For the last eight months or so, though, we went through a zillion Amazon gates, determined to find a solution. Of course, none of them really worked. They may have, in fact, actually made the situation more dangerous, as Lucy often leaned on them and they weren’t 100-percent stable. Because of this, we resorted to blocking the stairs off with whatever random furniture we could find, which truly felt like the safest option at the time. The routine went like this:
- Drag the bench across the living room to block the top of the basement stairs.
- Place four dining room chairs around the stairs leading upstairs.
- Place imperfect baby gate in front of the back stairs even though it wouldn’t attach and reinforce it with a stool in front since we couldn’t trust it.
- Dive to save baby anytime one of these “solutions” failed.
NO WAY TO LIVE.
Home Safe Home Chicago
This is getting a bit long-winded, but the short of it is that one day, we realized that we were having nightmares and needed a real solution. Kelly found a custom baby gate installer through the NextDoor app on her phone almost immediately after the discussion, and the Home Safe Home Chicago owner Hal Normal was here the following week.

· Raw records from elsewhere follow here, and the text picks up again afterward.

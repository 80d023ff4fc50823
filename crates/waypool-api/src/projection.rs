//! Wire projections of the ride entity.
//!
//! The core [`Ride`] stays free of transport concerns; these DTOs are the
//! only shapes that cross the API boundary.

use chrono::{DateTime, Utc};
use serde::Serialize;
use uuid::Uuid;
use waypool_core::ride::{JoinRequest, Location, Passenger, Ride, RideStatus, VehicleType};

/// The listing shape: everything a browse result needs, no membership
/// lists.
#[derive(Debug, Clone, Serialize)]
pub struct RideSummary {
  pub id:              Uuid,
  pub created_by:      Uuid,
  pub source:          Location,
  pub destination:     Location,
  pub date:            DateTime<Utc>,
  pub vehicle_type:    VehicleType,
  pub total_seats:     u32,
  pub available_seats: u32,
  pub price_per_seat:  f64,
  pub status:          RideStatus,
}

/// The single-ride shape: the summary plus both membership lists.
#[derive(Debug, Clone, Serialize)]
pub struct RideDetail {
  #[serde(flatten)]
  pub summary:    RideSummary,
  pub passengers: Vec<Passenger>,
  pub requests:   Vec<JoinRequest>,
}

impl From<&Ride> for RideSummary {
  fn from(ride: &Ride) -> Self {
    Self {
      id:              ride.ride_id,
      created_by:      ride.created_by,
      source:          ride.source.clone(),
      destination:     ride.destination.clone(),
      date:            ride.date,
      vehicle_type:    ride.vehicle_type,
      total_seats:     ride.total_seats,
      available_seats: ride.available_seats,
      price_per_seat:  ride.price_per_seat,
      status:          ride.status,
    }
  }
}

impl From<&Ride> for RideDetail {
  fn from(ride: &Ride) -> Self {
    Self {
      summary:    RideSummary::from(ride),
      passengers: ride.passengers.clone(),
      requests:   ride.requests.clone(),
    }
  }
}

Hal—who will likely only learn about his blog today 🙈—does this whole thing right. First, he’s extremely personally and positive; he’s been doing this for years and it felt like my grandfather was over for a visit. Such a nice guy! Second, he’s whip-smart. His first visit took a little less than an hour, and in the end, he gave us a bunch of different solutions for us to choose from. He also really chatted things through with us and respected our concerns about the gates’ functionality (considering we have a four-year-old who would be opening and closing them), their appearance, and their price tags. He was honest about how we could save, too.
In that same first visit, we decided to go with the simplest option: three walnut-stained oak gates with minimal wall build-outs.

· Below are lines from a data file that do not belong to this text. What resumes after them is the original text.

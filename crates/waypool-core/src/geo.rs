//! Great-circle radius predicates over ride endpoints.
//!
//! Containment is a spherical cap around the query center, not a lat/lng
//! bounding box — a box misbehaves near the poles and across the date
//! line. The radius is converted to radians by dividing by Earth's mean
//! radius, matching the stored-side index convention.

use serde::Deserialize;

/// Earth's mean radius in kilometres.
pub const EARTH_RADIUS_KM: f64 = 6378.1;

/// Tolerance on the central angle so a point exactly on the boundary is
/// included despite floating-point noise.
const ANGLE_EPSILON: f64 = 1e-9;

/// A spherical cap: all points within `radius_km` of `(lat, lng)` along
/// the surface.
#[derive(Debug, Clone, Copy, PartialEq, Deserialize)]
pub struct GeoCircle {
  pub lat:       f64,
  pub lng:       f64,
  pub radius_km: f64,
}

impl GeoCircle {
  /// Inclusive containment test.
  pub fn contains(&self, lat: f64, lng: f64) -> bool {
    central_angle(self.lat, self.lng, lat, lng)
      <= self.radius_km / EARTH_RADIUS_KM + ANGLE_EPSILON
  }

  /// Great-circle distance from the center to `(lat, lng)` in km.
  pub fn distance_km(&self, lat: f64, lng: f64) -> f64 {
    central_angle(self.lat, self.lng, lat, lng) * EARTH_RADIUS_KM
  }
}

/// Central angle between two points, in radians, via the haversine form
/// (numerically stable for small separations).
fn central_angle(lat1: f64, lng1: f64, lat2: f64, lng2: f64) -> f64 {
  let (phi1, phi2) = (lat1.to_radians(), lat2.to_radians());
  let d_phi = (lat2 - lat1).to_radians();
  let d_lambda = (lng2 - lng1).to_radians();

  let a = (d_phi / 2.0).sin().powi(2)
    + phi1.cos() * phi2.cos() * (d_lambda / 2.0).sin().powi(2);
  2.0 * a.sqrt().asin()
}

#[cfg(test)]
mod tests {
  use super::*;

  #[test]
  fn zero_distance_is_contained() {
    let c = GeoCircle { lat: 12.97, lng: 77.59, radius_km: 0.0 };
    assert!(c.contains(12.97, 77.59));
  }

  #[test]
  fn known_distance_bangalore_to_mysore() {
    // Roughly 128 km apart.
    let c = GeoCircle { lat: 12.9716, lng: 77.5946, radius_km: 10.0 };
    let d = c.distance_km(12.2958, 76.6394);
    assert!((120.0..140.0).contains(&d), "got {d}");
    assert!(!c.contains(12.2958, 76.6394));
  }

  #[test]
  fn boundary_is_inclusive() {
    let center = GeoCircle { lat: 0.0, lng: 0.0, radius_km: 0.0 };
    let d = center.distance_km(0.05, 0.05);

    let exact = GeoCircle { lat: 0.0, lng: 0.0, radius_km: d };
    assert!(exact.contains(0.05, 0.05));

    let just_under = GeoCircle { lat: 0.0, lng: 0.0, radius_km: d - 0.001 };
    assert!(!just_under.contains(0.05, 0.05));
  }

  #[test]
  fn date_line_crossing() {
    // 179.9°E and 179.9°W are ~22 km apart at the equator, not half the
    // globe.
    let c = GeoCircle { lat: 0.0, lng: 179.9, radius_km: 30.0 };
    assert!(c.contains(0.0, -179.9));
  }
}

In terms of pricing, I don’t want to scare you if you’re in Chicago and considering going this route, because I 100-percent do think the gates are worth it. But I also want to be honest because this would be the part of the post I’d scroll to first. I’ll say that there are many more affordable options, including metal gates and wooden gates for standard staircases formats, in the $300 range. Ours, however, did amount to around $600 each (including installation) because of how strange our staircase is.
It was a lot of money, and it truly did pain me at the time. I went to bed sad that night, haha. That said, it’s the best money I think we’ve ever spent on a home. The safety improvement and peace of mind that comes along with having the gates makes them worth every penny, and they’re truly flawless.
(Remember: we tried so many other “pre-fab” gates. This was a last resort!)
- Yes, Lucy has access to the first two steps leading upstairs. Unfortunately, there was nowhere to attach the gate in order to block the steps off entirely. I was initially bummed about this, and Hal did offer to build out a structure to handle the steps. He also said, though, that they likely wouldn’t be something to worry about with a one-/two-year-old, and Kelly made the point that Lucy’s favorite activity was sitting on the bottom step and reading and playing with her toys there. So we made the executive decision to go the easy route and attach the gate two stairs up. Thus far, no reckless behavior or injuries have occurred there. Lucy simply sits and hangs.
- The gates work flawlessly, and Emma can open them. There’s a “trick knob” on the inside that does nothing but trick the toddler, as the name suggests. And then there’s a secret button underneath to unlatch the gate. Emma loves that she’s in on the secret, and she handles the thing easily. (Emma’s four, btw.)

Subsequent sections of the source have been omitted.